While I fully accept that owner occupiers, private landlords and Welsh policy makers are the major actors whose behaviour is being analysed, I think that putting the whole of the supply chain into a single box in the prototype systems diagram, labelled ‘suppliers’ is open to some challenge and could be further refined in future work.  Materials and equipment manufacturers have different behaviours to merchants (e.g. Killip G, Owen A, Topouzi M. 2020. Exploring the practices and roles of UK construction manufacturers and merchants in relation to housing energy retrofit. Journal of Cleaner Production. 251), who in turn have different behaviours to the construction firms working in RMI, which are the main focus of the research cited at the moment.

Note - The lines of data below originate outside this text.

//! Source extraction: recover integer enums from an upstream Python tree
//!
//! Every `*.py` file below the root is parsed with tree-sitter. Classes that
//! derive from `IntEnum`/`Enum` and carry at least two literal integer members
//! become [`EnumDefinition`]s, after the protocol-surface filters from
//! [`ExtractionConfig`] are applied. A file that fails to read or parse is
//! logged and skipped; the walk always continues.

pub mod python;

use std::fs;
use std::path::{Path, PathBuf};

use ignore::WalkBuilder;
use tree_sitter::Parser;

use crate::config::ExtractionConfig;
use crate::error::{Result, SyncError};
use crate::schema::{EnumCatalog, EnumDefinition};

pub use python::{parse_int_literal, ClassCandidate};

/// Counters collected during a walk
#[derive(Debug, Clone, Default, PartialEq, Eq)]
pub struct ExtractionStats {
    pub files_scanned: usize,
    pub files_skipped: usize,
    pub classes_seen: usize,
    pub definitions_kept: usize,
}

/// Why a class was not turned into a definition
#[derive(Debug, Clone, PartialEq, Eq)]
pub enum Rejection {
    NotAnEnum,
    NonProtocolName,
    TooFewCases(usize),
    SkippedEnum,
    CommandPath,
    NotRetained,
}

/// Walks a source tree and collects enum definitions
pub struct SourceExtractor<'a> {
    config: &'a ExtractionConfig,
    parser: Parser,
    stats: ExtractionStats,
}

impl<'a> SourceExtractor<'a> {
    pub fn new(config: &'a ExtractionConfig) -> Result<Self> {
        Ok(Self {
            config,
            parser: python::python_parser()?,
            stats: ExtractionStats::default(),
        })
    }

    pub fn stats(&self) -> &ExtractionStats {
        &self.stats
    }

    /// Extract every accepted definition below `root`.
    ///
    /// Later files win when two files define a class with the same name.
    pub fn extract_all(&mut self, root: &Path) -> Result<EnumCatalog> {
        if !root.is_dir() {
            return Err(SyncError::Io(std::io::Error::new(
                std::io::ErrorKind::NotFound,
                format!("source directory not found: {}", root.display()),
            )));
        }

        self.stats = ExtractionStats::default();
        let mut catalog = EnumCatalog::new();

        for path in python_files(root) {
            self.stats.files_scanned += 1;
            let relative = path.strip_prefix(root).unwrap_or(&path).to_path_buf();

            let definitions = match self.extract_file(&path, &relative) {
                Ok(definitions) => definitions,
                Err(e) => {
                    tracing::warn!("Skipping {}: {}", relative.display(), e);
                    self.stats.files_skipped += 1;
                    continue;
                }
            };

            for definition in definitions {
                self.stats.definitions_kept += 1;
                if let Some(previous) = catalog.insert(definition) {
                    tracing::debug!(
                        "{} from {} replaced by a later definition",
                        previous.name,
                        previous.source_file.display()
                    );
                }
            }
        }

        tracing::info!(
            "Extracted {} enum definitions from {} files ({} skipped)",
            catalog.len(),
            self.stats.files_scanned,
            self.stats.files_skipped
        );
        Ok(catalog)
    }

    /// Parse one file and return the definitions that pass every filter
    pub fn extract_file(&mut self, path: &Path, relative: &Path) -> Result<Vec<EnumDefinition>> {
        let source = fs::read_to_string(path)?;
        self.extract_source(&source, relative)
    }

    /// Same as [`extract_file`](Self::extract_file) for in-memory source
    pub fn extract_source(&mut self, source: &str, relative: &Path) -> Result<Vec<EnumDefinition>> {
        let tree = python::parse_module(&mut self.parser, relative, source)?;
        let candidates = python::collect_classes(&tree, source, relative);

        let mut kept = Vec::new();
        for candidate in candidates {
            self.stats.classes_seen += 1;
            match self.accept(candidate, relative) {
                Ok(definition) => kept.push(definition),
                Err((name, rejection)) => {
                    tracing::trace!("{} in {}: {:?}", name, relative.display(), rejection);
                }
            }
        }
        Ok(kept)
    }

    /// Apply the enum checks and protocol-surface filters to one class
    pub fn accept(
        &self,
        candidate: ClassCandidate,
        relative: &Path,
    ) -> std::result::Result<EnumDefinition, (String, Rejection)> {
        let name_lower = candidate.name.to_lowercase();
        if self
            .config
            .skipped_name_tokens
            .iter()
            .any(|token| name_lower.contains(&token.to_lowercase()))
        {
            return Err((candidate.name, Rejection::NonProtocolName));
        }

        let Some(declared_kind) = candidate.declared_kind() else {
            return Err((candidate.name, Rejection::NotAnEnum));
        };

        if candidate.cases.len() < EnumDefinition::MIN_CASES {
            let count = candidate.cases.len();
            return Err((candidate.name, Rejection::TooFewCases(count)));
        }

        if self.config.skipped_enums.iter().any(|s| s == &candidate.name) {
            return Err((candidate.name, Rejection::SkippedEnum));
        }

        let path_lower = relative.to_string_lossy().to_lowercase();
        if !self.config.skipped_path_token.is_empty()
            && path_lower.contains(&self.config.skipped_path_token.to_lowercase())
        {
            return Err((candidate.name, Rejection::CommandPath));
        }

        if !self.config.retained_enums.is_empty()
            && !self.config.retained_enums.iter().any(|r| r == &candidate.name)
        {
            return Err((candidate.name, Rejection::NotRetained));
        }

        Ok(EnumDefinition {
            name: candidate.name,
            cases: candidate.cases,
            declared_kind,
            source_file: relative.to_path_buf(),
        })
    }
}

/// All `*.py` files below `root`, sorted by name, ignore files disregarded
fn python_files(root: &Path) -> Vec<PathBuf> {
    let mut builder = WalkBuilder::new(root);
    builder.standard_filters(false);
    builder.follow_links(false);
    builder.sort_by_file_name(|a, b| a.cmp(b));

    let mut files = Vec::new();
    for entry in builder.build() {
        let entry = match entry {
            Ok(entry) => entry,
            Err(e) => {
                tracing::warn!("Walk error under {}: {}", root.display(), e);
                continue;
            }
        };
        let is_file = entry.file_type().is_some_and(|t| t.is_file());
        let is_python = entry.path().extension().is_some_and(|ext| ext == "py");
        if is_file && is_python {
            files.push(entry.into_path());
        }
    }
    files
}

Other observations on the article

  1. The understanding the sociotechnical nature of the retrofit delivery system is set out well.  Might the problem statement be strengthened further by returning to some of the core frameworks in STS – such as the multi-level perspective or the co-evolutionary systems?
  2. The participatory mapping methodology is very well described.
  3. I strongly support the need for methodological innovation in this area of research/practice, and we therefore need to explore how transferable are new methodologies.  In this case, I am keen to know how are the results obtained using this method validated?  On page 18 a short statement says that the workshop results were validated by two of the authors.  Is this rigorous enough to allow the research findings to be generalizable?  How was this validation undertaken? The advisory group are an expert group; their perspectives and their depth of knowledge are very important.  And yet, to achieve changes in behaviour, other perspectives need to be represented.  This challenge is acknowledged on p37 : “ Several rounds of review and refinement helped us to be confident in the validity of the maps from [the advisory group’s] perspective as stakeholders, although it is possible that the map would look different had different stakeholders been involved in each workshop .” I think this is worth further consideration and testing in future rounds of mapping.
  4. I also wondered if we needed a simple definition of the behaviours that would lead to decarbonising homes – and how these behaviours might differ for different actors.  The team has clearly mapped out these behaviours in some detail in Appendix B but they are not described in the body of the paper.  The list in Appendix B1 covers a huge variety of behaviours, with different loci and impacts.  Some categorisation of these, perhaps in terms of how they relate to the prototype system map, might be helpful?  By describing the technical tasks of retrofit, but not the range of behaviours needed, the balance between C, O and M in policy measures risk becoming something of a pick’n’mix menu for policymakers, rather than a coherent and consistent package …  p28 mentions the “desired behaviour change of owner occupiers and private landlords” but this could cover a variety of behaviours including funding retrofit, commissioning retrofit, using a building renovation passport etc.  On p38 then it seems that other organisational behaviours are also within scope.
  5. 10 headline recommendations are referred to on page 19, but 26 policy recommendations are identified in the results.  I understand that the 26 were generated by workshops which used the initial 10 headlines as stimulus.  Some critical discussion of the role of these headline recommendations would be valuable.  If a different mix of headline recommendations were used as the stimulus, how might this have changed the longer list generated through workshops?  I think that this might lead to some reflections on the completeness of the set of recommendations developed.
  6. I’m also intrigued to see that in both the headline recommendations and the complete list, some recommendations do not connect to C, O or M.  These are lobbying recommendations.  One what basis are they justified if there is not a connection to the desired behaviours?  Or is there a secondary connection that lobbying would create WG opportunities, that would then translate into owner occupier or landlord opportunities?

Thank you for the opportunity to review this innovative work.



Note:
This review refers to round 1 of peer review.